We approached the ramp with the air jets, we were following two married couples. The ramp was built with narrow flat spaces for your feet and wood rising between the flat spaces so you couldn't keep your legs together. The husbands held back and encouraged the first wife to walk up the ramp. She was wearing a smart gray checked dress, and to keep from tripping on the wooden ridge, she held onto the railings on either side of the ramp. She had only taken a few steps when the air jets sent her skirt flying skyward and I had my first look at some truly elegant undies: her slip was purest white nylon with deep lace and nylon trim at the hem, her stockings were full fashioned and tightly gartered 3/4 of the way up her thighs, and her panties were white nylon, wide legged, with a beautiful red rose print and lace at the hems. I was dazzled by the delicacy and precision of it all, and when it was my turn to lose control of my skirt I was more than a little embarrassed at the pale green cotton Spanky Pants that were revealed. A few years later, when I got out of school and started working in a shop, I took my first paycheck and went out and bought myself some full fashioned nylons, a smart white garter belt, and two pairs of rayon, rose print panties. I couldn't afford the best, so rayon it was, and they certainly felt more feminine that my cheap cotton panties. Unfortunately, I wore my rose colored delights every day and when the elastic began to fray, I started holding them up with a safety pin. You guessed it. One day as I was walking with my boyfriend, the safety pin popped open and before I could think what to do, my ankles were festooned with red roses. I'm sure my expression matched those of the Pettes in your pinups, but fortunately there was no wind threatening to lift my skirt. (I was prepared: I had on my full fashioned nylons) After struggling out of my errant panties, to the amusement of several onlookers, I vowed to keep my undies in better repair. This has gone on longer than I expected, but I would be eager to hear others experiences and have a number I could share at a later date.


Rude Bits?

The suggestion that ladies should not understand Latin because of the "rude bits" is surely misconceived.

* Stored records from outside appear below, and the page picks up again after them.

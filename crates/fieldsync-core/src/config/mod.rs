//! Sync engine configuration.
//!
//! Every field has a default, so an application shell can ship a partial
//! JSON document (or none at all) and only override what it needs.

use std::time::Duration;

use serde::{Deserialize, Serialize};

use crate::error::{Error, Result};

const DEFAULT_BASE_DELAY_MS: u64 = 1_000;
const DEFAULT_MAX_DELAY_MS: u64 = 30_000;
const DEFAULT_MAX_RETRIES: u32 = 6;
const DEFAULT_SYNC_INTERVAL_SECS: u64 = 60;
const DEFAULT_COMMAND_BUFFER: usize = 64;

/// Longest accepted retry delay (one day)
pub const MAX_DELAY_LIMIT_MS: u64 = 86_400_000;
/// Longest accepted periodic drain interval (one week)
pub const MAX_SYNC_INTERVAL_SECS: u64 = 7 * 86_400;
/// Largest accepted command channel capacity
pub const MAX_COMMAND_BUFFER: usize = 65_536;

/// Tuning for the backoff scheduler and the drain loop.
#[derive(Debug, Clone, PartialEq, Eq, Serialize, Deserialize)]
#[serde(default, deny_unknown_fields)]
pub struct EngineConfig {
    /// Delay before the first retry, doubled per attempt
    pub base_delay_ms: u64,
    /// Upper bound for the retry delay
    pub max_delay_ms: u64,
    /// Attempts after which a retryable failure becomes `FAILED`
    pub max_retries: u32,
    /// Periodic drain interval; 0 disables the timer
    pub sync_interval_secs: u64,
    /// Connectivity assumed until the shell reports otherwise
    pub start_online: bool,
    /// Capacity of the command channel to the worker
    pub command_buffer: usize,
}

impl Default for EngineConfig {
    fn default() -> Self {
        Self {
            base_delay_ms: DEFAULT_BASE_DELAY_MS,
            max_delay_ms: DEFAULT_MAX_DELAY_MS,
            max_retries: DEFAULT_MAX_RETRIES,
            sync_interval_secs: DEFAULT_SYNC_INTERVAL_SECS,
            start_online: true,
            command_buffer: DEFAULT_COMMAND_BUFFER,
        }
    }
}

impl EngineConfig {
    /// Parse and validate a JSON configuration document.
    pub fn from_json_str(payload: &str) -> Result<Self> {
        let config: Self = serde_json::from_str(payload)
            .map_err(|error| Error::Config(format!("invalid engine config JSON: {error}")))?;
        config.validate()?;
        Ok(config)
    }

    /// Check the invariants the engine relies on.
    pub fn validate(&self) -> Result<()> {
        if self.base_delay_ms == 0 {
            return Err(Error::Config("base_delay_ms must be greater than 0".to_string()));
        }
        if self.max_delay_ms < self.base_delay_ms {
            return Err(Error::Config(format!(
                "max_delay_ms ({}) must not be below base_delay_ms ({})",
                self.max_delay_ms, self.base_delay_ms
            )));
        }
        if self.max_delay_ms > MAX_DELAY_LIMIT_MS {
            return Err(Error::Config(format!(
                "max_delay_ms ({}) must not exceed {MAX_DELAY_LIMIT_MS}",
                self.max_delay_ms
            )));
        }
        if self.sync_interval_secs > MAX_SYNC_INTERVAL_SECS {
            return Err(Error::Config(format!(
                "sync_interval_secs ({}) must not exceed {MAX_SYNC_INTERVAL_SECS}",
                self.sync_interval_secs
            )));
        }
        if self.max_retries == 0 {
            return Err(Error::Config("max_retries must be at least 1".to_string()));
        }
        if self.command_buffer == 0 || self.command_buffer > MAX_COMMAND_BUFFER {
            return Err(Error::Config(format!(
                "command_buffer ({}) must be between 1 and {MAX_COMMAND_BUFFER}",
                self.command_buffer
            )));
        }
        Ok(())
    }

    /// Set the backoff base and cap
    #[must_use]
    #[allow(clippy::cast_possible_truncation)] // delays are far below u64::MAX ms
    pub const fn with_backoff(mut self, base: Duration, max: Duration) -> Self {
        self.base_delay_ms = base.as_millis() as u64;
        self.max_delay_ms = max.as_millis() as u64;
        self
    }

    /// Set the retry ceiling
    #[must_use]
    pub const fn with_max_retries(mut self, max_retries: u32) -> Self {
        self.max_retries = max_retries;
        self
    }

    /// Set the periodic drain interval
    #[must_use]
    pub const fn with_sync_interval(mut self, interval: Duration) -> Self {
        self.sync_interval_secs = interval.as_secs();
        self
    }

    /// Disable the periodic drain (connectivity and explicit triggers only)
    #[must_use]
    pub const fn without_auto_sync(mut self) -> Self {
        self.sync_interval_secs = 0;
        self
    }

    /// Start in offline mode
    #[must_use]
    pub const fn starting_offline(mut self) -> Self {
        self.start_online = false;
        self
    }

    /// Periodic drain interval, if enabled
    pub const fn sync_interval(&self) -> Option<Duration> {
        if self.sync_interval_secs == 0 {
            None
        } else {
            Some(Duration::from_secs(self.sync_interval_secs))
        }
    }
}

#[cfg(test)]
mod tests {
    use super::*;
    use pretty_assertions::assert_eq;

    #[test]
    fn defaults_match_reference_backoff() {
        let config = EngineConfig::default();
        assert_eq!(config.base_delay_ms, 1_000);
        assert_eq!(config.max_delay_ms, 30_000);
        assert_eq!(config.max_retries, 6);
        assert!(config.start_online);
        assert!(config.validate().is_ok());
    }

    #[test]
    fn parse_partial_document_keeps_defaults() {
        let config = EngineConfig::from_json_str(r#"{ "max_retries": 3 }"#).unwrap();
        assert_eq!(
            config,
            EngineConfig {
                max_retries: 3,
                ..EngineConfig::default()
            }
        );
    }

    #[test]
    fn parse_rejects_unknown_fields() {
        let error = EngineConfig::from_json_str(r#"{ "jitter": true }"#).unwrap_err();
        assert!(error.to_string().contains("unknown field"));
    }

    #[test]
    fn parse_rejects_inverted_backoff_bounds() {
        let error =
            EngineConfig::from_json_str(r#"{ "base_delay_ms": 5000, "max_delay_ms": 100 }"#)
                .unwrap_err();
        assert!(error.to_string().contains("max_delay_ms"));
    }

    #[test]
    fn zero_interval_disables_timer() {
        assert_eq!(EngineConfig::default().without_auto_sync().sync_interval(), None);
        assert_eq!(
            EngineConfig::default()
                .with_sync_interval(Duration::from_secs(5))
                .sync_interval(),
            Some(Duration::from_secs(5))
        );
    }

    #[test]
    fn parse_rejects_interval_beyond_limit() {
        let error =
            EngineConfig::from_json_str(r#"{ "sync_interval_secs": 18446744073709551615 }"#)
                .unwrap_err();
        assert!(matches!(error, Error::Config(_)));
        assert!(error.to_string().contains("sync_interval_secs"));

        let week = EngineConfig::default().with_sync_interval(Duration::from_secs(MAX_SYNC_INTERVAL_SECS));
        assert!(week.validate().is_ok());
    }

    #[test]
    fn parse_rejects_oversized_command_buffer() {
        let error = EngineConfig::from_json_str(r#"{ "command_buffer": 18446744073709551615 }"#)
            .unwrap_err();
        assert!(error.to_string().contains("command_buffer"));
        assert!(EngineConfig::from_json_str(r#"{ "command_buffer": 0 }"#).is_err());
        assert!(EngineConfig::from_json_str(r#"{ "command_buffer": 65536 }"#).is_ok());
    }

    #[test]
    fn parse_rejects_delay_cap_beyond_limit() {
        let error = EngineConfig::from_json_str(r#"{ "max_delay_ms": 18446744073709551615 }"#)
            .unwrap_err();
        assert!(error.to_string().contains("max_delay_ms"));
    }
}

1) There are more rude bits even in pre-eclipse English than there are in Latin;

2) The "rude bits" form a small part of the total Latin corpus;

3) Most of the "rude bits" are suggestively erotic rather than rude;

4) Suggestive eroticism is surely to be encouraged. It is all too rare now.

"Vilia miretur vulgus" (Let the tawdry tittilate the common masses - Ovid) shows a disdain for much of the "modern" day which sould be admired. Venus did, after all, wear a girdle. It is scarcely to be imagined that she would have been seen dead (not that Gods die) in a pair of tights.


We were not thinking of the rude bits in the Latin corpus, so much as the fact that when a scholarly gentlemen writes a book, when he comes to the mention of a - well - bodily part or an activity that might be questionable, he invariably uses a Latin phrase to spare maidenly blushes. And I am always glad that he has and that I do not understand it.

However, what would you recommend to an unlearned young lady by way of edifying reading?By the bye, we understand that Hippolyte wore a girdle too, until somebody made off with it.

Stocking Memories

I've just read the entire site---whew!!!---and it has brought back my childhood. My father was (and still is) a oanty hose wholesaler, and I spent my younger years surrounded by the garage...and often half the house full of various items of lingerie.Just a comment on the disappearance of the traditional method of manufacturing stockings. Unfortunately, as you may be aware, many of the better companies, some of which were still manufacturing into the late 70s and early 80s fell victim to the abuse of company directors, many of whom were more interested in bringing in cheaply machined Italian imports, rather than stockings machined in the British tradition. That is, of course beside the point.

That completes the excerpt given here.